I’m playing back about 48 samples at the same time (overlapping voices, different mic positions being played back in parallel etc) , and for every “cluster” there’s always a new set of samples (due to velocity layers, round robins etc). I’ve got it working, but I’m hitting the DSP meter in the host DAW big-time…
My current approach is to use MemoryInputStream–>AudioFormatReader–>AudioFormatReaderSource–>AudioTransportSource. Additionally I’m using resampling in the AudioTransportSource.
This means that every time I “load” a sample (i e reconfigure a voice to play a different sample) I have to allocate three new stream objects, since you can’t for example point an existing MemoryInputStream to a different memory block… So the only object I can reuse are the AudioTransportSources in each voice.

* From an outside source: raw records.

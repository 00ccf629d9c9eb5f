//! Source Map revision 3: building, encoding, decoding and lookup.

use serde_json::{json, Value};

use crate::error::SourceMapError;

const BASE64: &[u8; 64] = b"ABCDEFGHIJKLMNOPQRSTUVWXYZabcdefghijklmnopqrstuvwxyz0123456789+/";

/// Append `value` as a base64 VLQ.
pub fn encode_vlq(value: i64, out: &mut String) {
    let mut rest = if value < 0 {
        (value.unsigned_abs() << 1) | 1
    } else {
        value.unsigned_abs() << 1
    };
    loop {
        let mut digit = rest & 0b1_1111;
        rest >>= 5;
        if rest > 0 {
            digit |= 0b10_0000;
        }
        if let Some(c) = usize::try_from(digit).ok().and_then(|d| BASE64.get(d)) {
            out.push(char::from(*c));
        }
        if rest == 0 {
            break;
        }
    }
}

fn base64_digit(c: char) -> Result<u64, SourceMapError> {
    BASE64
        .iter()
        .position(|b| char::from(*b) == c)
        .map(|d| d as u64)
        .ok_or(SourceMapError::InvalidBase64(c))
}

/// Read one base64 VLQ from `chars`.
pub fn decode_vlq(chars: &mut impl Iterator<Item = char>) -> Result<i64, SourceMapError> {
    let mut result: u64 = 0;
    let mut shift = 0u32;
    loop {
        let digit = base64_digit(chars.next().ok_or(SourceMapError::TruncatedVlq)?)?;
        result |= (digit & 0b1_1111).checked_shl(shift).unwrap_or_default();
        shift += 5;
        if digit & 0b10_0000 == 0 {
            break;
        }
    }
    let magnitude = i64::try_from(result >> 1).unwrap_or(i64::MAX);
    Ok(if result & 1 == 1 { -magnitude } else { magnitude })
}

#[derive(Debug, Clone, Copy, PartialEq, Eq)]
pub struct OriginalPosition {
    pub source: u32,
    pub line: u32,
    pub column: u32,
    pub name: Option<u32>,
}

#[derive(Debug, Clone, Copy, PartialEq, Eq)]
pub struct Segment {
    pub generated_column: u32,
    pub original: Option<OriginalPosition>,
}

#[derive(Debug, Clone, Default, PartialEq, Eq)]
pub struct SourceMap {
    pub file: Option<String>,
    pub sources: Vec<String>,
    pub sources_content: Vec<Option<String>>,
    pub names: Vec<String>,
    /// Segments per generated line, sorted by generated column.
    lines: Vec<Vec<Segment>>,
}

impl SourceMap {
    pub fn new(file: Option<String>) -> Self {
        SourceMap {
            file,
            ..SourceMap::default()
        }
    }

    /// Register a source and return its index.
    pub fn add_source(&mut self, name: impl Into<String>, content: Option<String>) -> u32 {
        self.sources.push(name.into());
        self.sources_content.push(content);
        u32::try_from(self.sources.len() - 1).unwrap_or(u32::MAX)
    }

    pub fn add_segment(&mut self, generated_line: u32, segment: Segment) {
        let line = generated_line as usize;
        if self.lines.len() <= line {
            self.lines.resize_with(line + 1, Vec::new);
        }
        if let Some(segments) = self.lines.get_mut(line) {
            let at = segments.partition_point(|s| s.generated_column <= segment.generated_column);
            segments.insert(at, segment);
        }
    }

    pub fn lines(&self) -> &[Vec<Segment>] {
        &self.lines
    }

    /// The original position of the segment covering a generated position.
    pub fn original_position_for(&self, line: u32, column: u32) -> Option<OriginalPosition> {
        let segments = self.lines.get(line as usize)?;
        let covering = segments.partition_point(|s| s.generated_column <= column);
        segments.get(covering.checked_sub(1)?)?.original
    }

    pub fn encode_mappings(&self) -> String {
        let mut out = String::new();
        let (mut source, mut line, mut column, mut name) = (0i64, 0i64, 0i64, 0i64);
        for (index, segments) in self.lines.iter().enumerate() {
            if index > 0 {
                out.push(';');
            }
            let mut generated_column = 0i64;
            for (at, segment) in segments.iter().enumerate() {
                if at > 0 {
                    out.push(',');
                }
                encode_vlq(i64::from(segment.generated_column) - generated_column, &mut out);
                generated_column = i64::from(segment.generated_column);
                let Some(original) = segment.original else {
                    continue;
                };
                encode_vlq(i64::from(original.source) - source, &mut out);
                encode_vlq(i64::from(original.line) - line, &mut out);
                encode_vlq(i64::from(original.column) - column, &mut out);
                source = i64::from(original.source);
                line = i64::from(original.line);
                column = i64::from(original.column);
                if let Some(original_name) = original.name {
                    encode_vlq(i64::from(original_name) - name, &mut out);
                    name = i64::from(original_name);
                }
            }
        }
        out
    }

    pub fn decode_mappings(mappings: &str) -> Result<Vec<Vec<Segment>>, SourceMapError> {
        let (mut source, mut line, mut column, mut name) = (0i64, 0i64, 0i64, 0i64);
        let mut lines = Vec::new();
        for text in mappings.split(';') {
            let mut segments = Vec::new();
            let mut generated_column = 0i64;
            for encoded in text.split(',').filter(|s| !s.is_empty()) {
                let mut chars = encoded.chars().peekable();
                let mut fields = Vec::with_capacity(5);
                while chars.peek().is_some() {
                    fields.push(decode_vlq(&mut chars)?);
                }
                generated_column += fields.first().copied().unwrap_or_default();
                let original = match fields.as_slice() {
                    [_] => None,
                    [_, s, l, c, rest @ ..] if rest.len() <= 1 => {
                        source += s;
                        line += l;
                        column += c;
                        let original_name = rest.first().map(|n| {
                            name += n;
                            to_u32(name)
                        });
                        Some(OriginalPosition {
                            source: to_u32(source),
                            line: to_u32(line),
                            column: to_u32(column),
                            name: original_name,
                        })
                    }
                    other => return Err(SourceMapError::InvalidSegment(other.len())),
                };
                segments.push(Segment {
                    generated_column: to_u32(generated_column),
                    original,
                });
            }
            lines.push(segments);
        }
        Ok(lines)
    }

    pub fn to_json(&self) -> Value {
        json!({
            "version": 3,
            "file": self.file,
            "sources": self.sources,
            "sourcesContent": self.sources_content,
            "names": self.names,
            "mappings": self.encode_mappings(),
        })
    }

    pub fn from_json(text: &str) -> Result<SourceMap, SourceMapError> {
        let value: Value =
            serde_json::from_str(text).map_err(|e| SourceMapError::Json(e.to_string()))?;
        let version = value
            .get("version")
            .and_then(Value::as_u64)
            .ok_or(SourceMapError::MissingField("version"))?;
        if version != 3 {
            return Err(SourceMapError::UnsupportedVersion(version));
        }
        let strings = |field: &str| -> Vec<Option<String>> {
            value
                .get(field)
                .and_then(Value::as_array)
                .map(|items| items.iter().map(|v| v.as_str().map(str::to_string)).collect())
                .unwrap_or_default()
        };
        if value.get("sources").and_then(Value::as_array).is_none() {
            return Err(SourceMapError::MissingField("sources"));
        }
        let mappings = value
            .get("mappings")
            .and_then(Value::as_str)
            .ok_or(SourceMapError::MissingField("mappings"))?;
        Ok(SourceMap {
            file: value.get("file").and_then(Value::as_str).map(str::to_string),
            sources: strings("sources").into_iter().map(Option::unwrap_or_default).collect(),
            sources_content: strings("sourcesContent"),
            names: strings("names").into_iter().flatten().collect(),
            lines: SourceMap::decode_mappings(mappings)?,
        })
    }
}

impl std::fmt::Display for SourceMap {
    fn fmt(&self, f: &mut std::fmt::Formatter<'_>) -> std::fmt::Result {
        write!(f, "{}", self.to_json())
    }
}

fn to_u32(value: i64) -> u32 {
    u32::try_from(value).unwrap_or_default()
}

I’m wondering if there’s a more efficient approach I can take to accomplish all this, preferably without having to allocate any heap memory during processing? Maybe there’s some API or technique that I’ve overlooked?
I think I’ll have to stream all the data into “pure” audio buffers instead, then build my own playback code using the LagrangeInterpolator to resample…
But it feels stupid to read all that data (around 300MB!) from memory just to store it somewhere else in memory. I think it would be better if I could store the pure audio buffers (as float?) in “BinaryData” to begin with instead of the WAV file data.
Any tips on how I can do this in a simple, efficient and safe (i e platform independent) manner?
If it’s WAV or AIFF you might want to look at the MemoryMappedAudioFormatReader stuff, that’s about the most efficient possible way to stream from disk.
Thanks, Jules! Actually I’m not that interested in streaming from disk, I would be happy enough having them all in memory. Each sample is very short, about 1 second. I just want to be able to play them back in the most CPU efficient way possible.
I ran some profiling with Instruments, but the results were inconclusive. I’m suspecting that it’s all the heap allocations (3 reader objects that have to be created every time I trigger a sample instance) that’s slowing things down, so I would like to try getting rid of those somehow.
A quick followup on the solution I’ve implemented:
On startup, I stream all samples from BinaryData into an unordered_map of SamplerSound objects, that I later look up (using the resource name as key) when I want to play them back. I adapted the playback code from SamplerVoice to work outside the context of a Synthesiser since I wanted more control over the playback.
The performance is great compared to the previous solution, the DSP meter is hardly breaking a sweat now. The drawback is that I now use about twice the memory (since the original raw wav files are stored as BinaryData), so I guess the next step is to move the wavs out to an external file and stream from that instead.